| PROMPT |
The entries that follow need to be retyped verbatim.

*** Begin section ***

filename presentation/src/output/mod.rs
//! Output formatting

pub mod console;
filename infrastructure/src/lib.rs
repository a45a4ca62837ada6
//! Infrastructure layer for answer-critique
//!
//! This crate contains adapters that implement the ports defined
//! in the application layer, including configuration file loading.

pub mod config;
pub mod generation;
pub mod logging;

// Re-export commonly used types
pub use config::{
    ConfigLoader, ConfigValidationError, FileConfig, FileFallacyConfig, FileGenerationConfig,
    FileLoggingConfig, FileOutputConfig, GenerationProvider,
};
pub use generation::{CommandGenerationGateway, gateway_from_config};
#[cfg(feature = "http-generation")]
pub use generation::HttpGenerationGateway;
pub use logging::JsonlCritiqueEventLogger;
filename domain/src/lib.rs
//! Domain layer for answer-critique
//!
//! This crate contains the core business logic, entities, and value objects.
//! It has no dependencies on infrastructure or presentation concerns, and
//! none of it performs I/O.
//!
//! # Core Concepts
//!
//! ## Answer
//!
//! A generated summary plus an ordered list of [`Citation`]s. The summary
//! references citations with `[n]` markers.
//!
//! ## Critique
//!
//! Three independent detectors inspect an answer:
//!
//! - **Fallacy detection**: rule table of patterns with contextual guards
//! - **Citation strength**: snippet support near each citation's own markers
//! - **Bias detection**: weighted stance-marker tally
//!
//! The [`QualityScorer`] folds their findings into a single 0-100 score.
//!
//! ## Revision
//!
//! A small state machine ([`RevisionState`]) decides whether a low-scoring
//! answer is sent back for a bounded number of revision attempts.

pub mod answer;
pub mod config;
pub mod core;
pub mod critique;
pub mod prompt;
pub mod revision;

// Re-export commonly used types
pub use answer::{Answer, Citation, CitationIssue, CitationIssueKind, CitationMarker};
pub use config::OutputFormat;
pub use core::{
    error::{DetectorError, DomainError},
    question::Question,
};
pub use critique::{
    BiasConfig, BiasDetector, BiasDirection, BiasWarning, CitationAnalysis, CitationAnalyzer,
    CitationConfig, Critique, DetectorKind, FallacyDetector, FallacyRule, FallacyRuleConfig,
    FallacyType, FallacyWarning, Guard, QualityScorer, ScoreBreakdown, ScoringConfig, Severity,
    WeakCitation, WeaknessReason,
};
pub use prompt::{RevisionPrompt, RevisionPromptBuilder};
pub use revision::{
    AcceptReason, AttemptOutcome, ExhaustReason, PendingAttempt, RevisionAttempt, RevisionEvent,
    RevisionOutcome, RevisionPolicy, RevisionState,
};
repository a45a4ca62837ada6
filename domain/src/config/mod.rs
//! Configuration value objects for the domain layer
//!
//! These are domain concepts related to configuration that are
//! used across multiple layers.

mod output_format;

pub use output_format::OutputFormat;
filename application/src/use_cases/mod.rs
//! Use cases (application services)
//!
//! Use cases orchestrate domain logic and coordinate with external systems
//! through ports.

pub mod critique_answer;
pub mod revise_answer;
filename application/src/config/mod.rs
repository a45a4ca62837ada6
//! Application-level configuration.
//!
//! - [`GenerationParams`]: per-call controls for the generation collaborator
//! - [`EngineConfig`]: container for every setting the use cases read

pub mod engine_config;
pub mod generation_params;

pub use engine_config::EngineConfig;
pub use generation_params::{DEFAULT_GENERATION_TIMEOUT, GenerationParams};
//! Progress reporting while an answer is critiqued and revised

use colored::Colorize;
use critique_application::ports::critique_events::{
    CritiqueEvent, CritiqueEventLogger, REVISION_ATTEMPT, REVISION_FINISHED, SCORE_COMPUTED,
};
use indicatif::{ProgressBar, ProgressStyle};
use std::sync::Mutex;
use std::time::Duration;

/// Spinner on stderr that follows scoring and revision events
pub struct ProgressReporter {
    bar: Mutex<Option<ProgressBar>>,
}

impl ProgressReporter {
    pub fn new() -> Self {
        let bar = ProgressBar::new_spinner();
        bar.set_style(Self::spinner_style());
        bar.set_prefix("critique");
        bar.set_message("Evaluating answer...");
        bar.enable_steady_tick(Duration::from_millis(100));
        Self {
            bar: Mutex::new(Some(bar)),
        }
    }

    fn spinner_style() -> ProgressStyle {
        ProgressStyle::default_spinner()
            .template("{spinner:.green} {prefix:.bold.cyan} {msg}")
            .unwrap_or_else(|_| ProgressStyle::default_spinner())
    }

    fn with_bar(&self, f: impl FnOnce(&ProgressBar)) {
        if let Ok(guard) = self.bar.lock()
            && let Some(bar) = guard.as_ref()
        {
            f(bar);
        }
    }
}

impl Default for ProgressReporter {
    fn default() -> Self {
        Self::new()
    }
}

impl CritiqueEventLogger for ProgressReporter {
    fn log(&self, event: CritiqueEvent) {
        match event.event_type {
            SCORE_COMPUTED => {
                let score = event.payload["quality_score"].as_u64().unwrap_or_default();
                self.with_bar(|bar| bar.set_message(format!("score {}", score)));
            }
            REVISION_ATTEMPT => {
                let attempt = event.payload["attempt"].as_u64().unwrap_or_default();
                let outcome = event.payload["outcome"].as_str().unwrap_or("unknown");
                self.with_bar(|bar| {
                    bar.println(format!("  {} attempt {}: {}", "->".cyan(), attempt, outcome));
                    bar.set_message("Evaluating revision...");
                });
            }
            REVISION_FINISHED => {
                if let Ok(mut guard) = self.bar.lock()
                    && let Some(bar) = guard.take()
                {
                    bar.finish_and_clear();
                }
            }
            _ => {}
        }
    }
}

/// Plain line-per-event progress (no spinner), for non-interactive stderr
pub struct SimpleProgress;

impl CritiqueEventLogger for SimpleProgress {
    fn log(&self, event: CritiqueEvent) {
        match event.event_type {
            SCORE_COMPUTED => {
                eprintln!(
                    "{} score {}",
                    "->".cyan(),
                    event.payload["quality_score"].as_u64().unwrap_or_default()
                );
            }
            REVISION_ATTEMPT => {
                eprintln!(
                    "  {} attempt {}: {}",
                    "->".cyan(),
                    event.payload["attempt"].as_u64().unwrap_or_default(),
                    event.payload["outcome"].as_str().unwrap_or("unknown")
                );
            }
            _ => {}
        }
    }
}
//! Configuration file loading for answer-critique
//!
//! This module handles file I/O and merging of configuration from multiple sources.
//! The priority order (highest to lowest):
//!
//! 1. `CRITIQUE_` environment variables (`CRITIQUE_REVISION__MAX_ATTEMPTS=3`)
//! 2. `--config <path>` specified file
//! 3. Project root: `./critique.toml` or `./.critique.toml`
//! 4. Global: `$XDG_CONFIG_HOME/answer-critique/config.toml`
//! 5. Default values

mod file_config;
mod loader;

pub use file_config::{
    ConfigValidationError, FileConfig, FileFallacyConfig, FileGenerationConfig,
    FileLoggingConfig, FileOutputConfig, GenerationProvider,
};
pub use loader::ConfigLoader;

*** End section ***

| OUTPUT OF THE TASK |
filename presentation/src/output/mod.rs
//! Output formatting

pub mod console;
filename infrastructure/src/lib.rs
repository a45a4ca62837ada6
//! Infrastructure layer for answer-critique
//!
//! This crate contains adapters that implement the ports defined
//! in the application layer, including configuration file loading.

pub mod config;
pub mod generation;
pub mod logging;

// Re-export commonly used types
pub use config::{
    ConfigLoader, ConfigValidationError, FileConfig, FileFallacyConfig, FileGenerationConfig,
    FileLoggingConfig, FileOutputConfig, GenerationProvider,
};
pub use generation::{CommandGenerationGateway, gateway_from_config};
#[cfg(feature = "http-generation")]
pub use generation::HttpGenerationGateway;
pub use logging::JsonlCritiqueEventLogger;
filename domain/src/lib.rs
//! Domain layer for answer-critique
//!
//! This crate contains the core business logic, entities, and value objects.
//! It has no dependencies on infrastructure or presentation concerns, and
//! none of it performs I/O.
//!
//! # Core Concepts
//!
//! ## Answer
//!
//! A generated summary plus an ordered list of [`Citation`]s. The summary
//! references citations with `[n]` markers.
//!
//! ## Critique
//!
//! Three independent detectors inspect an answer:
//!
//! - **Fallacy detection**: rule table of patterns with contextual guards
//! - **Citation strength**: snippet support near each citation's own markers
//! - **Bias detection**: weighted stance-marker tally
//!
//! The [`QualityScorer`] folds their findings into a single 0-100 score.
//!
//! ## Revision
//!
//! A small state machine ([`RevisionState`]) decides whether a low-scoring
//! answer is sent back for a bounded number of revision attempts.

pub mod answer;
pub mod config;
pub mod core;
pub mod critique;
pub mod prompt;
pub mod revision;

// Re-export commonly used types
pub use answer::{Answer, Citation, CitationIssue, CitationIssueKind, CitationMarker};
pub use config::OutputFormat;
pub use core::{
    error::{DetectorError, DomainError},
    question::Question,
};
pub use critique::{
    BiasConfig, BiasDetector, BiasDirection, BiasWarning, CitationAnalysis, CitationAnalyzer,
    CitationConfig, Critique, DetectorKind, FallacyDetector, FallacyRule, FallacyRuleConfig,
    FallacyType, FallacyWarning, Guard, QualityScorer, ScoreBreakdown, ScoringConfig, Severity,
    WeakCitation, WeaknessReason,
};
pub use prompt::{RevisionPrompt, RevisionPromptBuilder};
pub use revision::{
    AcceptReason, AttemptOutcome, ExhaustReason, PendingAttempt, RevisionAttempt, RevisionEvent,
    RevisionOutcome, RevisionPolicy, RevisionState,
};
repository a45a4ca62837ada6
filename domain/src/config/mod.rs
//! Configuration value objects for the domain layer
//!
//! These are domain concepts related to configuration that are
//! used across multiple layers.

mod output_format;

pub use output_format::OutputFormat;
filename application/src/use_cases/mod.rs
//! Use cases (application services)
//!
//! Use cases orchestrate domain logic and coordinate with external systems
//! through ports.

pub mod critique_answer;
pub mod revise_answer;
filename application/src/config/mod.rs
repository a45a4ca62837ada6
//! Application-level configuration.
//!
//! - [`GenerationParams`]: per-call controls for the generation collaborator
//! - [`EngineConfig`]: container for every setting the use cases read

pub mod engine_config;
pub mod generation_params;

pub use engine_config::EngineConfig;
pub use generation_params::{DEFAULT_GENERATION_TIMEOUT, GenerationParams};
//! Progress reporting while an answer is critiqued and revised

use colored::Colorize;
use critique_application::ports::critique_events::{
    CritiqueEvent, CritiqueEventLogger, REVISION_ATTEMPT, REVISION_FINISHED, SCORE_COMPUTED,
};
use indicatif::{ProgressBar, ProgressStyle};
use std::sync::Mutex;
use std::time::Duration;

/// Spinner on stderr that follows scoring and revision events
pub struct ProgressReporter {
    bar: Mutex<Option<ProgressBar>>,
}

impl ProgressReporter {
    pub fn new() -> Self {
        let bar = ProgressBar::new_spinner();
        bar.set_style(Self::spinner_style());
        bar.set_prefix("critique");
        bar.set_message("Evaluating answer...");
        bar.enable_steady_tick(Duration::from_millis(100));
        Self {
            bar: Mutex::new(Some(bar)),
        }
    }

    fn spinner_style() -> ProgressStyle {
        ProgressStyle::default_spinner()
            .template("{spinner:.green} {prefix:.bold.cyan} {msg}")
            .unwrap_or_else(|_| ProgressStyle::default_spinner())
    }

    fn with_bar(&self, f: impl FnOnce(&ProgressBar)) {
        if let Ok(guard) = self.bar.lock()
            && let Some(bar) = guard.as_ref()
        {
            f(bar);
        }
    }
}

impl Default for ProgressReporter {
    fn default() -> Self {
        Self::new()
    }
}

impl CritiqueEventLogger for ProgressReporter {
    fn log(&self, event: CritiqueEvent) {
        match event.event_type {
            SCORE_COMPUTED => {
                let score = event.payload["quality_score"].as_u64().unwrap_or_default();
                self.with_bar(|bar| bar.set_message(format!("score {}", score)));
            }
            REVISION_ATTEMPT => {
                let attempt = event.payload["attempt"].as_u64().unwrap_or_default();
                let outcome = event.payload["outcome"].as_str().unwrap_or("unknown");
                self.with_bar(|bar| {
                    bar.println(format!("  {} attempt {}: {}", "->".cyan(), attempt, outcome));
                    bar.set_message("Evaluating revision...");
                });
            }
            REVISION_FINISHED => {
                if let Ok(mut guard) = self.bar.lock()
                    && let Some(bar) = guard.take()
                {
                    bar.finish_and_clear();
                }
            }
            _ => {}
        }
    }
}

/// Plain line-per-event progress (no spinner), for non-interactive stderr
pub struct SimpleProgress;

impl CritiqueEventLogger for SimpleProgress {
    fn log(&self, event: CritiqueEvent) {
        match event.event_type {
            SCORE_COMPUTED => {
                eprintln!(
                    "{} score {}",
                    "->".cyan(),
                    event.payload["quality_score"].as_u64().unwrap_or_default()
                );
            }
            REVISION_ATTEMPT => {
                eprintln!(
                    "  {} attempt {}: {}",
                    "->".cyan(),
                    event.payload["attempt"].as_u64().unwrap_or_default(),
                    event.payload["outcome"].as_str().unwrap_or("unknown")
                );
            }
            _ => {}
        }
    }
}
//! Configuration file loading for answer-critique
//!
//! This module handles file I/O and merging of configuration from multiple sources.
//! The priority order (highest to lowest):
//!
//! 1. `CRITIQUE_` environment variables (`CRITIQUE_REVISION__MAX_ATTEMPTS=3`)
//! 2. `--config <path>` specified file
//! 3. Project root: `./critique.toml` or `./.critique.toml`
//! 4. Global: `$XDG_CONFIG_HOME/answer-critique/config.toml`
//! 5. Default values

mod file_config;
mod loader;

pub use file_config::{
    ConfigValidationError, FileConfig, FileFallacyConfig, FileGenerationConfig,
    FileLoggingConfig, FileOutputConfig, GenerationProvider,
};
pub use loader::ConfigLoader;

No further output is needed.